香川県の中央部、瀬戸内海に面した北部に位置する丸亀市は、石垣が日本一の高さを誇る丸亀城や、讃岐平野を象徴する飯野山(別名、讃岐富士)が市のシンボルとして知られています。その丸亀市初のブルワリーとして2017年に誕生したのがミロクビール。
ブルワリー名の「ミロク」は、釈迦が救えなかった人を救うとされる救世主「弥勒菩薩」と、マイクロブルワリー(microbrewery)のmicroの文字を入れ替えて「ミロク」とし、「小規模」であることを「魅力」に替える、という2つの意味を備えています。
そのミロクビール醸造担当の岡田大典さんに、ビールのコンセプトと2020年のフレッシュホップビールについて聞きました。
ヨーロッパスタイルをベースにオリジナリティを追求
――ミロクビールのコンセプトについて教えてください。
岡田大典(以下、岡田):ヨーロッパの伝統的なスタイルをベースとしながらも、自由なビールの魅力を楽しんでいただくために、さまざまなビールに取り組んでいます。例えば、アメリカンスタイルのビールでもヨーロッパ産のホップを掛け合わせるなど、ミロクビールならではの味わいを追及しているところです。
醸造では各工程において丁寧な作業を意識しています。特に神経を注ぐのはビールの全体像を決める麦汁づくり。雑味のないきれいな麦汁をとるために、濾過工程には気を配っています。
――定番商品としてはどのようなビールがあるのでしょうか?
岡田:まずはミロクビールの看板商品である「阿字観」。
良質なホップをふんだんに使用して、力強いホップアロマとマリスオッターモルトならではの麦芽のコクが楽しめるアメリカンIPLです。
「ブリテッシュエール」はモルトの甘みとホップの華やかな香りが特徴のイングリッシュスタイルのビターエール。
「レモンレター」は香川県産の有機栽培レモンを香り付けに使用した、すっきりと爽やかなフルーツセゾンです。
「ニルヴァーナ」は香ばしいモルトの香りと、濃厚なタフィーキャンディー、カラメルを思わせる味わいが特徴のインペリアルスタウト。
「般若」は数種類のモルトの組み合わせによって生み出された赤色が目を引くレッドライIPAです。たっぷり使ったアロマホップの甘く華やかな香りと、ライ麦モルト由来のスパイシーな口当たりが上手にバランスしたビールです。
そして一風変わっているのは「旋風」。麦芽の代わりに、茹でてペースト状にした讃岐うどんを使用したビールです(笑)。
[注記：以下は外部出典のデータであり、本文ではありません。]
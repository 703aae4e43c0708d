//! FHIR JSON to `TransformedBundle` engine: normalization, classification and aggregation.

use std::borrow::Cow;
use std::collections::BTreeMap;

use digest_core::{
    BundleType, DigestError, DigestResult, PayloadPolicy, ProcessedKind, ProcessedResource,
    TransformConfig, TransformedBundle,
};
use serde_json::{json, Value};
use tracing::{debug, info};

pub mod analyze;
pub mod attachments;
pub mod classify;
pub mod fields;
pub mod normalize;

pub use analyze::{analyze_bundle, BundleSummary};
pub use attachments::{
    extract_attachments, extract_attachments_with, ExtractedAttachment, ExtractedBundle,
    ATTACHMENT_REF_URL,
};
pub use classify::{anchor_resource, classify};
pub use normalize::{normalize, normalize_with, presented_form_attachments, SourceKind};

/// Transform a bundle (or a single resource) given as JSON text.
pub fn transform_bundle_str(
    bundle_json: &str,
    config: &TransformConfig,
) -> DigestResult<TransformedBundle> {
    let value: Value =
        serde_json::from_str(bundle_json).map_err(|err| DigestError::Parse(err.to_string()))?;
    transform_bundle_value(&value, config)
}

/// Transform a parsed bundle (or a single resource).
///
/// Only structural problems with the input fail the call. Resources the normalizer cannot map
/// land in the `Unhandled` group instead.
pub fn transform_bundle_value(
    input: &Value,
    config: &TransformConfig,
) -> DigestResult<TransformedBundle> {
    let bundle = as_bundle(input)?;

    let entries = bundle
        .get("entry")
        .and_then(Value::as_array)
        .ok_or(DigestError::MissingData)?;

    let mut aggregate = AggregateData::new(config.payloads);
    for entry in entries {
        let Some(resource) = entry.get("resource").filter(|resource| !resource.is_null()) else {
            continue;
        };
        aggregate.handle_resource(resource);
    }

    let bundle_type = classify(&bundle, &config.profiles, config.policy)?;
    if bundle_type.is_diagnostic_report() {
        aggregate.augment_diagnostic_attachments(entries);
    }

    Ok(aggregate.finalize(bundle_id(&bundle), bundle_type))
}

/// Bundles pass through; a bare resource is wrapped into a one-entry document bundle.
fn as_bundle(input: &Value) -> DigestResult<Cow<'_, Value>> {
    let object = match input {
        Value::Null => return Err(DigestError::MissingData),
        Value::Object(object) => object,
        other => {
            return Err(DigestError::InvalidInput(format!(
                "expected a JSON object, received {}",
                json_kind(other)
            )))
        }
    };

    match object.get("resourceType").and_then(Value::as_str) {
        Some("Bundle") => Ok(Cow::Borrowed(input)),
        Some(resource_type) => {
            debug!(%resource_type, "wrapping bare resource into a document bundle");
            Ok(Cow::Owned(json!({
                "resourceType": "Bundle",
                "id": input.get("id").cloned().unwrap_or(Value::Null),
                "type": "document",
                "entry": [{ "resource": input }],
            })))
        }
        None if object.contains_key("entry") => Ok(Cow::Borrowed(input)),
        None => Err(DigestError::MissingData),
    }
}

fn json_kind(value: &Value) -> &'static str {
    match value {
        Value::Null => "null",
        Value::Bool(_) => "a boolean",
        Value::Number(_) => "a number",
        Value::String(_) => "a string",
        Value::Array(_) => "an array",
        Value::Object(_) => "an object",
    }
}

fn bundle_id(bundle: &Value) -> String {
    bundle
        .get("id")
        .and_then(Value::as_str)
        .unwrap_or_default()
        .to_string()
}

struct AggregateData {
    payloads: PayloadPolicy,
    resources: BTreeMap<ProcessedKind, Vec<ProcessedResource>>,
}

impl AggregateData {
    fn new(payloads: PayloadPolicy) -> Self {
        Self {
            payloads,
            resources: BTreeMap::new(),
        }
    }

    fn handle_resource(&mut self, resource: &Value) {
        let processed = normalize_with(Some(resource), self.payloads);
        if let ProcessedResource::Unhandled(unhandled) = &processed {
            debug!(
                resource_type = %unhandled.original_resource_type,
                detail = unhandled.detail.as_deref().unwrap_or_default(),
                "resource left unhandled"
            );
        }
        self.push(processed);
    }

    fn push(&mut self, processed: ProcessedResource) {
        self.resources
            .entry(processed.kind())
            .or_default()
            .push(processed);
    }

    /// Surface a report's presented form when no attachment was produced otherwise.
    fn augment_diagnostic_attachments(&mut self, entries: &[Value]) {
        if self.resources.contains_key(&ProcessedKind::Attachment) {
            return;
        }

        let synthesized: Vec<_> = entries
            .iter()
            .filter_map(|entry| entry.get("resource"))
            .filter(|resource| {
                resource.get("resourceType").and_then(Value::as_str) == Some("DiagnosticReport")
            })
            .flat_map(|report| presented_form_attachments(report, self.payloads))
            .collect();

        if synthesized.is_empty() {
            return;
        }

        info!(
            count = synthesized.len(),
            "synthesized attachments from diagnostic report presented form"
        );
        for attachment in synthesized {
            self.push(ProcessedResource::Attachment(attachment));
        }
    }

    fn finalize(self, id: String, bundle_type: BundleType) -> TransformedBundle {
        TransformedBundle::new(id, bundle_type, self.resources)
    }
}

#[cfg(test)]
mod tests {
    use super::*;

    #[test]
    fn non_object_input_is_invalid() {
        let err = transform_bundle_value(&json!([1, 2]), &TransformConfig::default()).unwrap_err();
        assert!(matches!(err, DigestError::InvalidInput(_)));
        assert!(err.is_validation());
    }

    #[test]
    fn malformed_text_is_a_parse_error() {
        let err = transform_bundle_str("{\"entry\": ", &TransformConfig::default()).unwrap_err();
        assert!(matches!(err, DigestError::Parse(_)));
    }

    #[test]
    fn bare_resource_is_wrapped() {
        let resource = json!({"resourceType": "Patient", "id": "p-7", "name": [{"text": "Asha Rao"}]});
        let bundle = as_bundle(&resource).unwrap();

        assert_eq!(bundle["resourceType"], "Bundle");
        assert_eq!(bundle["type"], "document");
        assert_eq!(bundle["entry"][0]["resource"], resource);
        assert_eq!(bundle_id(&bundle), "p-7");
    }

    #[test]
    fn existing_attachments_suppress_augmentation() {
        let entries = vec![json!({"resource": {
            "resourceType": "DiagnosticReport",
            "presentedForm": [{"contentType": "application/pdf", "data": "JVBERi0x"}]
        }})];

        let mut aggregate = AggregateData::new(PayloadPolicy::Withhold);
        aggregate.handle_resource(&json!({"resourceType": "Binary", "data": "AAAA"}));
        aggregate.augment_diagnostic_attachments(&entries);

        assert_eq!(aggregate.resources[&ProcessedKind::Attachment].len(), 1);
    }
}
香川県三豊市にある人気うどん店「本格手打ちうどん もり」のうどんを60玉も使っています。贅沢に使ったホップの芳醇な香りと、なめらかでやさしい口当たりが特徴。スタイルは「ウドンIPA」ですね(笑)。
お客様にはどのビールも「飲みやすい」とご好評いただいております。
ホッピーなビールはアロマホップの豊かな香り、モルティなビールであれば、麦芽のやさしい香りに驚かれて、ミロクビールに興味を持ってくださるようです。
万全の態勢で仕込みに臨んだフレッシュホップビール
――2020年のフレッシュホップビールについて教えてください。
岡田:2020年で3回目の参加になります。例年お客様にはホップのみずみずしさや、今でしか飲めない季節感を楽しんでいただいております。今年は福島県田村市の株式会社ホップジャパン様から仕入れたホールリーフ状態の冷凍IBUKIを使い、ドライホッピングにはカスケードを使ったセゾンスタイルの「イブキセゾン」を醸造しました。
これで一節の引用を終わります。